FEATURE : Threat of war hangs over Georgian energy routes

REUTERS , BASHKOI, Georgia

Women greet the first Russian navy ship in the Black Sea port of Sevastopol as it returns from its operation at Georgia’s sea border on Aug. 22 last year.

PHOTO: REUTERS

More than 800,000 barrels of high-quality Caspian crude oil flow daily to the Mediterranean beneath this Georgian village, 42km from breakaway South Ossetia.

Bashkoi marks the closest point at which the BP-led Baku-Tbilisi-Ceyhan (BTC) pipeline — one of several criss-crossing the region — skirts the Russian-backed territory, underscoring the risks to investors with stakes in Georgia as an energy corridor to the West.

Last August’s five-day war over South Ossetia rattled nerves over the flow of oil and gas. Analysts cite current plans to expand BTC as evidence the worst fears were misplaced.

However, a year on, with the sides facing off over tense boundaries and no sign of a peace process, the risk of renewed hostilities remains high.
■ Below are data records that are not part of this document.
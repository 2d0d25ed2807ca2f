//! Any-Operation Validator
//!
//! Validation module for smart accounts. The account asks it whether a user
//! operation may run; the answer is yes when the operation was explicitly
//! allowed earlier in the same transaction (the allowance is then consumed),
//! when its entry point is on the skip list, or when it is the module's own
//! `allow` call.

/// Writes a prefixed line to the transaction receipt.
macro_rules! msg {
    ($host:expr, $($arg:tt)+) => {
        $host.log(&format!(
            "{} {}",
            $crate::constants::LOG_PREFIX,
            format_args!($($arg)+)
        ))
    };
}

pub mod actions;
pub mod constants;
pub mod error;
pub mod instruction;
pub mod processor;

use modvalidation_any_state::{AccountId, Allowances, SkipEntryPoints};
use modvalidation_interface::{
    Host, IsValidOperationArgs, IsValidOperationResult, Manifest, ModuleResult, OnInstallArgs,
    ValidationModule,
};

pub use error::ModValidationAnyError;
pub use instruction::{AllowArgs, EntryPoint, SkipEntryPointArgs};

/// The any-operation validation module.
///
/// Holds no state of its own: every record lives in host storage and the host
/// is passed to each call.
#[derive(Debug, Clone, Copy, Default)]
pub struct ModValidationAny;

impl ModValidationAny {
    pub fn new() -> Self {
        Self
    }

    /// Runs the entry point addressed by `entry_point` on encoded `args` and
    /// returns the encoded result.
    pub fn call<H: Host + ?Sized>(
        &self,
        host: &mut H,
        entry_point: u32,
        args: &[u8],
    ) -> ModuleResult<Vec<u8>> {
        processor::process_call(host, entry_point, args)
    }

    pub fn allow<H: Host + ?Sized>(&self, host: &mut H, args: AllowArgs) -> ModuleResult {
        actions::process_allow(host, args)
    }

    pub fn get_allowances<H: Host + ?Sized>(&self, host: &H) -> ModuleResult<Option<Allowances>> {
        actions::process_get_allowances(host)
    }

    pub fn add_skip_entry_point<H: Host + ?Sized>(
        &self,
        host: &mut H,
        args: SkipEntryPointArgs,
    ) -> ModuleResult {
        actions::process_add_skip_entry_point(host, args.entry_point)
    }

    pub fn remove_skip_entry_point<H: Host + ?Sized>(
        &self,
        host: &mut H,
        args: SkipEntryPointArgs,
    ) -> ModuleResult {
        actions::process_remove_skip_entry_point(host, args.entry_point)
    }

    pub fn get_skip_entry_points<H: Host + ?Sized>(&self, host: &H) -> ModuleResult<SkipEntryPoints> {
        actions::process_get_skip_entry_points(host)
    }

    pub fn get_account_id<H: Host + ?Sized>(&self, host: &H) -> ModuleResult<AccountId> {
        actions::process_get_account_id(host)
    }
}

impl<H: Host + ?Sized> ValidationModule<H> for ModValidationAny {
    fn is_valid_operation(
        &self,
        host: &mut H,
        args: IsValidOperationArgs,
    ) -> ModuleResult<IsValidOperationResult> {
        actions::process_is_valid_operation(host, &args.operation).map(IsValidOperationResult::new)
    }

    fn on_install(&self, host: &mut H, _args: OnInstallArgs) -> ModuleResult {
        actions::process_on_install(host)
    }

    fn manifest(&self) -> Manifest {
        actions::manifest()
    }
}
That threat could impact future projects, notably the US and EU-backed Nabucco gas pipeline plan, a 3,300km transit route to bring gas to Europe from the Caspian and Middle East by 2014.

Villagers in Bashkoi, a bumpy 110km drive west of the Georgian capital, recall seeing jets and Russian Mi-24 helicopter gunships during the war, and people fleeing the fighting.

“We still think about the possibility of another war with Russia,” said 45-year-old school librarian Ketino Devdariani.

“Do you think war will start?” she asked a visiting reporter.

Devdariani said she hoped Nabucco would be built nearby, providing a much-needed boost to the impoverished rural area, where some homes stand abandoned by villagers who left looking for work elsewhere.

Nabucco’s rationale is to reduce Europe’s energy dependence on Russia, but it has long been beset by problems over supply and financing.

A July 13 breakthrough transit deal between EU countries and Turkey “indicates confidence in Georgia as a transport corridor,” said Kate Hardin, head of Russian and Caspian Research at US-based Cambridge Energy Research Associates.

A new war, however, would renew doubts about the viability of Nabucco, which has yet to secure gas supplies from Azerbaijan. Instability in Georgia has already played into Azeri thinking about where to sell its gas, with Baku now looking to Russia as an attractive alternative.

“We still have no map for the pipeline and as a result there is no discussion yet about Georgia being a transit nation,” said Ana Jelenkovic, research associate at consulting firm Eurasia Group.

“If Azeri supplies are secured by the Nabucco consortium and pipeline construction discussions begin in earnest, then Georgia would be discussed as a potential transit nation,” Jelenkovic said. “I think at that point you might have that issue [instability in Georgia] raised.”

Georgia hosts major pipelines feeding oil and gas to Europe from the Caspian Sea, including BTC and gas counterpart Baku-Tbilisi-Erzurum. It also has three major Black Sea ports — Batumi, Poti and Supsa — handling oil products and crude.

The war shattered progress made since Georgia’s 2003 “Rose Revolution” to attract investment to the former Soviet republic under pro-Western President Mikheil Saakashvili.

Russia crushed a Georgian assault on South Ossetia, which like the rebel Black Sea region of Abkhazia threw off Tbilisi’s rule in the early 1990s after the collapse of the Soviet Union.

Poti was briefly held by Russian troops, and thousands of Russian soldiers remain in Abkhazia and South Ossetia, some 50km from Tbilisi at their nearest point.